A novel epigenetic signature to predict recurrence-free survival in patients with colon cancer

•Integrative analysis identified key methylation-driven genes in colon cancer.•The proposed epigenetic signature can predict the RFS for patients with colon cancer.•Nomogram provides a visual method for predicting RFS in colon cancer patients.•Joint analysis revealed that seven genes could be independent prognostic factors in colon cancer. DNA methylation plays an important role in the initiation and progression of colon cancer. The aim of the present study was to perform a comprehensive analysis of DNA methylation and gene expression profiles in order to develop a signature to predict recurrence-free survival (RFS) of colon cancer. DNA methylation and mRNA expression data were obtained from TCGA database, and were analyzed using an R package MethylMix. Functional enrichment analysis was performed on statistically significant genes identified by MethylMix criteria. The epigenetic signature and nomogram associated with the RFS of colon cancer were established by the Least Absolute Shrinkage and Selection Operator (LASSO) Cox model. Additionally, a joint survival analysis of gene expression and methylation was performed to identify potential prognostic factors for patients with colon cancer.
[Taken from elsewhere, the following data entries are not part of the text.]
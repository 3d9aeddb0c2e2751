//! Keyless web access: DuckDuckGo instant answers for search and a direct
//! HTTP fetch with local HTML-to-text extraction for reading.

use crate::http::{self, classify_status, classify_transport, invalid_response};
use crate::jina::truncate;
use async_trait::async_trait;
use deepresearch_core::error::{CollaboratorError, ConfigError};
use deepresearch_core::research::collaborators::estimate_units;
use deepresearch_core::research::{PageContent, PageReader, SearchHit, SearchProvider, SearchResults};
use tracing::{debug, info};

// ---------------------------------------------------------------------------
// DuckDuckGoSearch
// ---------------------------------------------------------------------------

/// Search through the DuckDuckGo instant answer API.
///
/// No API key required. Coverage is thin compared to a full search API:
/// abstracts and related topics only.
pub struct DuckDuckGoSearch {
    client: reqwest::Client,
    max_results: usize,
    timeout_secs: u64,
}

impl DuckDuckGoSearch {
    pub fn new(max_results: usize, timeout_secs: u64) -> Result<Self, ConfigError> {
        Ok(Self {
            client: http::client(timeout_secs)?,
            max_results,
            timeout_secs,
        })
    }
}

fn topic_hit(topic: &serde_json::Value) -> Option<SearchHit> {
    let text = topic.get("Text")?.as_str()?;
    let url = topic.get("FirstURL")?.as_str()?;
    if url.is_empty() {
        return None;
    }
    let title = text.split(" - ").next().unwrap_or(text);
    Some(SearchHit::new(url, title, text))
}

/// Collect hits from an instant answer body: the abstract, direct results,
/// then related topics (including grouped ones).
pub fn parse_instant_answer(body: &serde_json::Value, max_results: usize) -> Vec<SearchHit> {
    let mut hits = Vec::new();

    if let Some(abstract_text) = body.get("AbstractText").and_then(|v| v.as_str())
        && !abstract_text.is_empty()
        && let Some(url) = body.get("AbstractURL").and_then(|v| v.as_str())
        && !url.is_empty()
    {
        let title = body
            .get("Heading")
            .and_then(|v| v.as_str())
            .filter(|h| !h.is_empty())
            .or_else(|| body.get("AbstractSource").and_then(|v| v.as_str()))
            .unwrap_or("Abstract");
        hits.push(SearchHit::new(url, title, abstract_text));
    }

    if let Some(results) = body.get("Results").and_then(|v| v.as_array()) {
        hits.extend(results.iter().filter_map(topic_hit));
    }

    if let Some(topics) = body.get("RelatedTopics").and_then(|v| v.as_array()) {
        for topic in topics {
            match topic.get("Topics").and_then(|v| v.as_array()) {
                Some(group) => hits.extend(group.iter().filter_map(topic_hit)),
                None => hits.extend(topic_hit(topic)),
            }
        }
    }

    hits.truncate(max_results);
    hits
}

#[async_trait]
impl SearchProvider for DuckDuckGoSearch {
    fn name(&self) -> &str {
        "duckduckgo"
    }

    async fn search(&self, query: &str) -> Result<SearchResults, CollaboratorError> {
        let url = format!(
            "https://api.duckduckgo.com/?q={}&format=json&no_html=1&skip_disambig=1",
            urlencoding::encode(query)
        );
        let body = http::send_json(self.name(), self.timeout_secs, self.client.get(&url)).await?;
        let hits = parse_instant_answer(&body, self.max_results);
        let usage = hits
            .iter()
            .map(|h| estimate_units(&h.snippet) + estimate_units(&h.title))
            .sum();
        info!(query, results = hits.len(), "DuckDuckGo search");
        Ok(SearchResults { hits, usage })
    }
}

// ---------------------------------------------------------------------------
// HttpPageReader
// ---------------------------------------------------------------------------

/// Fetch a URL directly and extract readable text.
///
/// Much lighter than a rendering reader; pages that need JavaScript come
/// back mostly empty.
pub struct HttpPageReader {
    client: reqwest::Client,
    max_chars: usize,
    timeout_secs: u64,
}

impl HttpPageReader {
    pub fn new(max_chars: usize, timeout_secs: u64) -> Result<Self, ConfigError> {
        Ok(Self {
            client: http::client(timeout_secs)?,
            max_chars,
            timeout_secs,
        })
    }
}

#[async_trait]
impl PageReader for HttpPageReader {
    fn name(&self) -> &str {
        "http-reader"
    }

    async fn read(&self, url: &str) -> Result<PageContent, CollaboratorError> {
        if !url.starts_with("http://") && !url.starts_with("https://") {
            return Err(CollaboratorError::InvalidUrl {
                url: url.to_string(),
                reason: "URL must start with http:// or https://".into(),
            });
        }

        let response = self
            .client
            .get(url)
            .send()
            .await
            .map_err(|e| classify_transport(self.name(), self.timeout_secs, e))?;

        let status = response.status();
        let final_url = response.url().to_string();
        let content_type = response
            .headers()
            .get("content-type")
            .and_then(|v| v.to_str().ok())
            .unwrap_or("")
            .to_string();
        let body = response
            .text()
            .await
            .map_err(|e| classify_transport(self.name(), self.timeout_secs, e))?;
        if !status.is_success() {
            return Err(classify_status(self.name(), status.as_u16(), &body));
        }

        let is_html =
            content_type.contains("text/html") || content_type.contains("application/xhtml");
        let (title, text) = if is_html {
            (extract_title(&body).unwrap_or_default(), extract_text_from_html(&body))
        } else if content_type.is_empty() || content_type.starts_with("text/") || content_type.contains("json") {
            (String::new(), body)
        } else {
            return Err(invalid_response(
                self.name(),
                format!("unsupported content type '{content_type}'"),
            ));
        };

        let usage = estimate_units(&text);
        debug!(url, final_url = %final_url, chars = text.len(), "Fetched page");
        Ok(PageContent {
            url: final_url,
            title,
            text: truncate(&text, self.max_chars),
            usage,
        })
    }
}

/// Contents of the first `<title>` element, whitespace-collapsed.
pub fn extract_title(html: &str) -> Option<String> {
    let lower = html.to_ascii_lowercase();
    let open = lower.find("<title")?;
    let start = open + lower[open..].find('>')? + 1;
    let end = start + lower[start..].find("</title")?;
    let title = decode_entities(html.get(start..end)?)
        .split_whitespace()
        .collect::<Vec<_>>()
        .join(" ");
    (!title.is_empty()).then_some(title)
}

fn decode_entities(text: &str) -> String {
    text.replace("&lt;", "<")
        .replace("&gt;", ">")
        .replace("&quot;", "\"")
        .replace("&#39;", "'")
        .replace("&nbsp;", " ")
        .replace("&amp;", "&")
}

/// Simple HTML-to-text extraction.
///
/// Strips tags and skips script, style, and head content. Block elements
/// become line breaks; blank lines are dropped.
pub fn extract_text_from_html(html: &str) -> String {
    let mut text = String::new();
    let mut in_tag = false;
    let mut skip_depth = 0usize;
    let mut tag_name = String::new();
    let mut building_tag = false;

    for ch in html.chars() {
        if ch == '<' {
            in_tag = true;
            building_tag = true;
            tag_name.clear();
            continue;
        }
        if ch == '>' && in_tag {
            in_tag = false;
            building_tag = false;

            let tag = tag_name.to_lowercase();
            match tag.as_str() {
                "script" | "style" | "head" | "noscript" => skip_depth += 1,
                "/script" | "/style" | "/head" | "/noscript" => {
                    skip_depth = skip_depth.saturating_sub(1)
                }
                _ => {}
            }

            let name = tag.trim_start_matches('/').trim_end_matches('/');
            let is_block = matches!(
                name,
                "p" | "br" | "div" | "li" | "tr" | "section" | "article" | "pre" | "blockquote"
                    | "h1" | "h2" | "h3" | "h4" | "h5" | "h6"
            );
            if is_block {
                text.push('\n');
            }
            continue;
        }
        if in_tag {
            if building_tag && (ch.is_alphanumeric() || ch == '/') {
                tag_name.push(ch);
            } else {
                building_tag = false;
            }
            continue;
        }
        if skip_depth > 0 {
            continue;
        }
        text.push(ch);
    }

    let text = decode_entities(&text);
    text.lines()
        .map(|l| l.split_whitespace().collect::<Vec<_>>().join(" "))
        .filter(|l| !l.is_empty())
        .collect::<Vec<_>>()
        .join("\n")
}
A total of 179 differentially methylated genes were obtained using MethylMix algorithm. An epigenetic signature for RFS was developed using LASSO. Patients with high-risk had significantly worse RFS than those with low-risk. The signature is independent of clinicopathological variables and indicated better predictive power than other clinicopathological variables in patients with colon cancer. Moreover, joint survival analysis of gene expression and methylation revealed that seven methylated genes could be independent prognostic factors for RFS in colon cancer. Our proposed epigenetic signature presents potential prognostic significance in assessing recurrence risk stratification for patients with colon cancer.